Gaslighting. Narcissist. Triggered. Boundaries. Attachment styles. Trauma responses. You can explain exactly why you react the way you do, map your patterns back to childhood, identify everyone else's dysfunctions with clinical precision.
And somehow your relationships still aren't working.
Here's what nobody tells you about learning therapy language: it's supposed to help you understand yourself so you can be more honest about what you're actually feeling. But somewhere along the way, it became a way to avoid feeling anything at all.
The vocabulary that was meant to create clarity has become the thing you hide behind.

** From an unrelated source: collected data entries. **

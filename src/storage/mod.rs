//! Storage module
//!
//! This module contains the record store: the contract the executor uses
//! to load and persist whole tables, and its flat-file implementation.

pub mod file;
pub mod row;

pub use file::FileStore;
pub use row::{Row, Value};

use crate::catalog::Schema;
use crate::error::Result;

/// The record store contract
///
/// A store maps lowercase table names to a schema plus an append-only
/// sequence of rows. Persistence mechanics stay behind this trait; the
/// executor never touches the filesystem directly.
pub trait RecordStore {
    /// Check whether a table exists
    fn exists(&self, table: &str) -> bool;

    /// Read a table's schema
    ///
    /// Returns `Ok(None)` when the table exists but holds no header at all
    /// (a completely empty file), which is distinct from a header with zero
    /// data rows. Fails with `TableNotFound` when the table is absent.
    fn read_schema(&self, table: &str) -> Result<Option<Schema>>;

    /// Read a table's data rows (the header line is not included)
    fn read_rows(&self, table: &str) -> Result<Vec<Row>>;

    /// Append one row to an existing table
    fn append_row(&self, table: &str, row: &Row) -> Result<()>;

    /// Create a table with the given schema
    ///
    /// An existing table of the same name is silently overwritten.
    fn create_table(&self, table: &str, schema: &Schema) -> Result<()>;
}
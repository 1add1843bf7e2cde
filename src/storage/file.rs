//! Flat-file record store
//!
//! One text file per table under a data directory: the first line is the
//! comma-joined header, every further line is one comma-joined row. There
//! is no escaping of delimiter characters inside fields; that is a known
//! limitation of the format, not something this module works around.

use std::fs::{self, File, OpenOptions};
use std::io::{BufRead, BufReader, Write};
use std::path::PathBuf;

use tracing::debug;

use super::row::Row;
use super::RecordStore;
use crate::catalog::Schema;
use crate::error::{Error, Result};

/// Flat-file store rooted at a data directory
#[derive(Debug, Clone)]
pub struct FileStore {
    dir: PathBuf,
}

impl FileStore {
    /// Create a store rooted at the given directory
    pub fn new(dir: impl Into<PathBuf>) -> Self {
        Self { dir: dir.into() }
    }

    /// Path of a table's backing file (table identity is the lowercase name)
    fn table_path(&self, table: &str) -> PathBuf {
        self.dir.join(format!("{}.txt", table.to_lowercase()))
    }

    fn open_table(&self, table: &str) -> Result<File> {
        let path = self.table_path(table);
        if !path.exists() {
            return Err(Error::TableNotFound(table.to_lowercase()));
        }
        Ok(File::open(path)?)
    }

    fn ensure_dir(&self) -> Result<()> {
        if !self.dir.exists() {
            fs::create_dir_all(&self.dir)?;
        }
        Ok(())
    }
}

impl RecordStore for FileStore {
    fn exists(&self, table: &str) -> bool {
        self.table_path(table).exists()
    }

    fn read_schema(&self, table: &str) -> Result<Option<Schema>> {
        let file = self.open_table(table)?;
        let mut reader = BufReader::new(file);
        let mut header = String::new();
        if reader.read_line(&mut header)? == 0 {
            return Ok(None);
        }
        let header = header.trim_end_matches(['\n', '\r']);
        Ok(Some(Schema::from_header(header)))
    }

    fn read_rows(&self, table: &str) -> Result<Vec<Row>> {
        let file = self.open_table(table)?;
        let reader = BufReader::new(file);
        let mut rows = Vec::new();
        for line in reader.lines().skip(1) {
            rows.push(Row::from_line(&line?));
        }
        debug!(table, rows = rows.len(), "loaded table rows");
        Ok(rows)
    }

    fn append_row(&self, table: &str, row: &Row) -> Result<()> {
        let path = self.table_path(table);
        if !path.exists() {
            return Err(Error::TableNotFound(table.to_lowercase()));
        }
        let mut file = OpenOptions::new().append(true).open(path)?;
        writeln!(file, "{}", row.to_line())?;
        debug!(table, "appended row");
        Ok(())
    }

    fn create_table(&self, table: &str, schema: &Schema) -> Result<()> {
        self.ensure_dir()?;
        // Creating over an existing table truncates it silently.
        let mut file = File::create(self.table_path(table))?;
        writeln!(file, "{}", schema.header_line())?;
        debug!(table, columns = schema.len(), "created table");
        Ok(())
    }
}
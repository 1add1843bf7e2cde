//! Query execution module
//!
//! This module contains the predicate evaluator and the engine that
//! executes parsed commands against a record store.

pub mod executor;
pub mod predicate;

pub use executor::{Engine, QueryResult};
impl<'a> Parser<'a> {
    /// Create a new parser from a command string
    pub fn new(source: &'a str) -> Result<Self> {
        let tokens = Lexer::new(source).tokenize()?;
        Ok(Self {
            source,
            tokens,
            position: 0,
        })
    }

    /// Parse the command
    ///
    /// Dispatches on the leading keyword; a SELECT becomes a join command
    /// when a JOIN token appears anywhere in the input. Failures inside a
    /// family are reported as a syntax error naming that family.
    pub fn parse(&mut self) -> Result<Command> {
        match self.current() {
            Token::Create => self
                .parse_create_table()
                .map(Command::CreateTable)
                .map_err(|e| Error::invalid_syntax("CREATE TABLE", e)),
            Token::Insert => self
                .parse_insert()
                .map(Command::Insert)
                .map_err(|e| Error::invalid_syntax("INSERT INTO", e)),
            Token::Desc => self
                .parse_describe()
                .map(Command::Describe)
                .map_err(|e| Error::invalid_syntax("DESC", e)),
            Token::Select => {
                if self.tokens.iter().any(|(t, _)| *t == Token::Join) {
                    self.parse_select_join()
                        .map(Command::SelectJoin)
                        .map_err(|e| Error::invalid_syntax("JOIN", e))
                } else {
                    self.parse_select()
                        .map(Command::Select)
                        .map_err(|e| Error::invalid_syntax("SELECT", e))
                }
            }
            _ => Err(Error::Unrecognized(self.source.trim().to_string())),
        }
    }

    // ========== CREATE TABLE ==========

    fn parse_create_table(&mut self) -> Result<CreateTableCommand> {
        self.expect(&Token::Create)?;
        self.expect(&Token::Table)?;
        let table = self.expect_identifier()?.to_lowercase();
        self.expect(&Token::LParen)?;
        let columns = self.parse_raw_cells()?;
        if columns.iter().all(|c| c.is_empty()) {
            return Err(Error::UnexpectedToken {
                expected: "at least one column definition".to_string(),
                found: ")".to_string(),
            });
        }
        self.expect_end()?;
        Ok(CreateTableCommand { table, columns })
    }

    // ========== INSERT INTO ==========

    fn parse_insert(&mut self) -> Result<InsertCommand> {
        self.expect(&Token::Insert)?;
        self.expect(&Token::Into)?;
        let table = self.expect_identifier()?.to_lowercase();
        self.expect(&Token::Values)?;
        self.expect(&Token::LParen)?;
        let values = self.parse_raw_cells()?;
        if values.iter().all(|v| v.is_empty()) {
            return Err(Error::UnexpectedToken {
                expected: "at least one value".to_string(),
                found: ")".to_string(),
            });
        }
        self.expect_end()?;
        Ok(InsertCommand { table, values })
    }

    // ========== DESC ==========

    fn parse_describe(&mut self) -> Result<DescribeCommand> {
        self.expect(&Token::Desc)?;
        let table = self.expect_identifier()?.to_lowercase();
        self.expect_end()?;
        Ok(DescribeCommand { table })
    }

    // ========== SELECT ==========

    fn parse_select(&mut self) -> Result<SelectCommand> {
        self.expect(&Token::Select)?;
        let projection = self.parse_projection()?;
        self.expect(&Token::From)?;
        let table = self.expect_identifier()?.to_lowercase();

        let predicate = if self.check(&Token::Where) {
            self.advance();
            let column = ColumnRef {
                table: None,
                column: self.expect_identifier()?,
            };
            let op = self.parse_compare_op()?;
            let value = self.parse_literal()?;
            Some(Predicate { column, op, value })
        } else {
            None
        };

        self.expect_end()?;
        Ok(SelectCommand {
            projection,
            table,
            predicate,
        })
    }

    // ========== SELECT ... JOIN ==========

    fn parse_select_join(&mut self) -> Result<SelectJoinCommand> {
        self.expect(&Token::Select)?;
        let projection = self.parse_projection()?;
        self.expect(&Token::From)?;
        let left = self.expect_identifier()?.to_lowercase();
        self.expect(&Token::Join)?;
        let right = self.expect_identifier()?.to_lowercase();
        self.expect(&Token::On)?;
        let left_key = self.parse_qualified_ref()?;
        self.expect(&Token::Eq)?;
        let right_key = self.parse_qualified_ref()?;

        let predicate = if self.check(&Token::Where) {
            self.advance();
            let column = self.parse_qualified_ref()?;
            let op = self.parse_compare_op()?;
            let value = self.parse_literal()?;
            Some(Predicate { column, op, value })
        } else {
            None
        };

        self.expect_end()?;
        Ok(SelectJoinCommand {
            projection,
            left,
            right,
            left_key,
            right_key,
            predicate,
        })
    }

    // ========== Clause helpers ==========

    /// Parse `*` or a comma-separated list of projected column cells
    ///
    /// Each cell is the raw source slice up to the next comma or FROM, so
    /// a projected name may contain internal spaces (a stored cell like
    /// `id INT` is addressable by its full text) or a `table.` qualifier.
    /// FROM is left for the caller to consume.
    fn parse_projection(&mut self) -> Result<Projection> {
        if self.check(&Token::Asterisk) {
            self.advance();
            return Ok(Projection::Wildcard);
        }

        let mut columns = Vec::new();
        let mut cell_start: Option<usize> = None;
        let mut cell_end = 0usize;
        loop {
            let span = self.current_span();
            match self.current() {
                Token::From | Token::Eof => {
                    columns.push(Self::cell_text(self.source, cell_start, cell_end));
                    break;
                }
                Token::Comma => {
                    columns.push(Self::cell_text(self.source, cell_start, cell_end));
                    cell_start = None;
                    self.advance();
                }
                _ => {
                    if cell_start.is_none() {
                        cell_start = Some(span.start);
                    }
                    cell_end = span.end;
                    self.advance();
                }
            }
        }

        if columns.iter().any(|c| c.is_empty()) {
            return Err(Error::UnexpectedToken {
                expected: "column name".to_string(),
                found: self.current().to_string(),
            });
        }
        Ok(Projection::Columns(columns))
    }

    /// Parse a mandatory `table.column` reference
    fn parse_qualified_ref(&mut self) -> Result<ColumnRef> {
        let table = self.expect_identifier()?.to_lowercase();
        self.expect(&Token::Dot)?;
        let column = self.expect_identifier()?;
        Ok(ColumnRef {
            table: Some(table),
            column,
        })
    }

    fn parse_compare_op(&mut self) -> Result<CompareOp> {
        let op = match self.current() {
            Token::Eq => CompareOp::Eq,
            Token::Neq => CompareOp::Neq,
            Token::Lt => CompareOp::Lt,
            Token::Gt => CompareOp::Gt,
            Token::Lte => CompareOp::Lte,
            Token::Gte => CompareOp::Gte,
            other => {
                return Err(Error::UnexpectedToken {
                    expected: "comparison operator".to_string(),
                    found: other.to_string(),
                });
            }
        };
        self.advance();
        Ok(op)
    }

    /// Parse a WHERE literal
    ///
    /// A quoted literal yields its inner text (quotes stripped). An
    /// unquoted literal is the raw text of the next run of contiguous
    /// tokens, i.e. everything up to the next whitespace.
    fn parse_literal(&mut self) -> Result<String> {
        match self.current().clone() {
            Token::StringLiteral(s) => {
                self.advance();
                Ok(s)
            }
            Token::Eof => Err(Error::UnexpectedEof("literal value".to_string())),
            _ => {
                let start = self.current_span().start;
                let mut end = self.current_span().end;
                self.advance();
                while !self.check(&Token::Eof) && self.current_span().start == end {
                    end = self.current_span().end;
                    self.advance();
                }
                Ok(self.source[start..end].to_string())
            }
        }
    }

    /// Capture the cells of a parenthesized list as verbatim source slices
    ///
    /// Cells split on top-level commas (parenthesis depth is tracked) and a
    /// quoted string is a single token, so commas inside quotes never split
    /// a cell. Each cell is the raw slice from its first token to the
    /// delimiter, so whitespace after a comma is dropped but everything
    /// else, trailing spaces included, stays in the cell. Consumes through
    /// the closing parenthesis.
    fn parse_raw_cells(&mut self) -> Result<Vec<String>> {
        let mut cells = Vec::new();
        let mut depth = 1usize;
        let mut cell_start: Option<usize> = None;

        loop {
            let span = self.current_span();
            match self.current() {
                Token::Eof => {
                    return Err(Error::UnexpectedEof("')'".to_string()));
                }
                Token::RParen if depth == 1 => {
                    cells.push(Self::cell_text(self.source, cell_start, span.start));
                    self.advance();
                    return Ok(cells);
                }
                Token::Comma if depth == 1 => {
                    cells.push(Self::cell_text(self.source, cell_start, span.start));
                    cell_start = None;
                    self.advance();
                }
                token => {
                    match token {
                        Token::LParen => depth += 1,
                        Token::RParen => depth -= 1,
                        _ => {}
                    }
                    if cell_start.is_none() {
                        cell_start = Some(span.start);
                    }
                    self.advance();
                }
            }
        }
    }

    fn cell_text(source: &str, start: Option<usize>, end: usize) -> String {
        match start {
            Some(start) => source[start..end].to_string(),
            None => String::new(),
        }
    }

    // ========== Token cursor ==========

    fn current(&self) -> &Token {
        &self.tokens[self.position].0
    }

    fn current_span(&self) -> Span {
        self.tokens[self.position].1
    }

    fn check(&self, token: &Token) -> bool {
        self.current() == token
    }

    fn advance(&mut self) {
        if self.position + 1 < self.tokens.len() {
            self.position += 1;
        }
    }

    fn expect(&mut self, token: &Token) -> Result<()> {
        if self.check(token) {
            self.advance();
            Ok(())
        } else {
            Err(Error::UnexpectedToken {
                expected: token.to_string(),
                found: self.current().to_string(),
            })
        }
    }

    fn expect_identifier(&mut self) -> Result<String> {
        match self.current().clone() {
            Token::Identifier(name) => {
                self.advance();
                Ok(name)
            }
            other => Err(Error::UnexpectedToken {
                expected: "identifier".to_string(),
                found: other.to_string(),
            }),
        }
    }

    fn expect_end(&mut self) -> Result<()> {
        if self.check(&Token::Eof) {
            Ok(())
        } else {
            Err(Error::UnexpectedToken {
                expected: "end of input".to_string(),
                found: self.current().to_string(),
            })
        }
    }
}
//! flatdb - A minimal flat-file tabular data store
//!
//! This library provides the core components for a tiny SQL-like engine:
//! - Query parsing (lexer, parser, AST)
//! - Flat-file record store (one text file per table)
//! - Query execution (projection, filtering, nested-loop equi-join)
//! - Schema catalog

pub mod catalog;
pub mod error;
pub mod executor;
pub mod sql;
pub mod storage;

pub use error::{Error, Result};
//! Query language module
//!
//! This module contains the lexer, parser, and AST for the command grammar.

pub mod ast;
pub mod lexer;
pub mod parser;
pub mod token;

pub use ast::{ColumnRef, Command, CompareOp, Predicate, Projection};
pub use parser::Parser;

It made sense at the time. You were tired of not being able to name what was wrong. Tired of people dismissing your experience, telling you you were overreacting, making you feel crazy for noticing patterns.
Then you found the language. Finally, words for what you'd been feeling. Validation that your experience was real. A framework that explained why relationships kept going wrong in the same ways.
It felt like power. For the first time, you had language that made people listen. Say "that's gaslighting" and suddenly you're not just complaining - you're identifying abuse. Say "I'm triggered" and your distress becomes legitimate rather than dramatic. Say "I'm setting boundaries" and your decisions become self-care rather than selfishness.
The words worked. They gave you authority. They made your feelings sound reasonable.
And then, gradually, they became the only way you knew how to talk about what hurt.
"You're gaslighting me."
Do you mean: someone is systematically manipulating you to doubt your sanity? Or do you mean: you and your partner remember yesterday's argument differently and it's making you feel like your version doesn't matter?
Those are very different things. The first is abuse. The second is two people having two different experiences of the same event, which is just what humans do.
But calling it gaslighting means you don't have to sit with the more uncomfortable possibility - that maybe you're both right about different parts of it, maybe neither of you is lying, maybe relationships are just hard and memory is unreliable and sometimes you feel dismissed without being gaslit.
"They're a narcissist."
Do you mean: this person has a personality disorder characterised by grandiosity, lack of empathy, and a pattern of exploitative relationships? Or do you mean: they hurt you, they didn't love you the way you needed, and it's easier to diagnose them than to grieve the fact that it just didn't work?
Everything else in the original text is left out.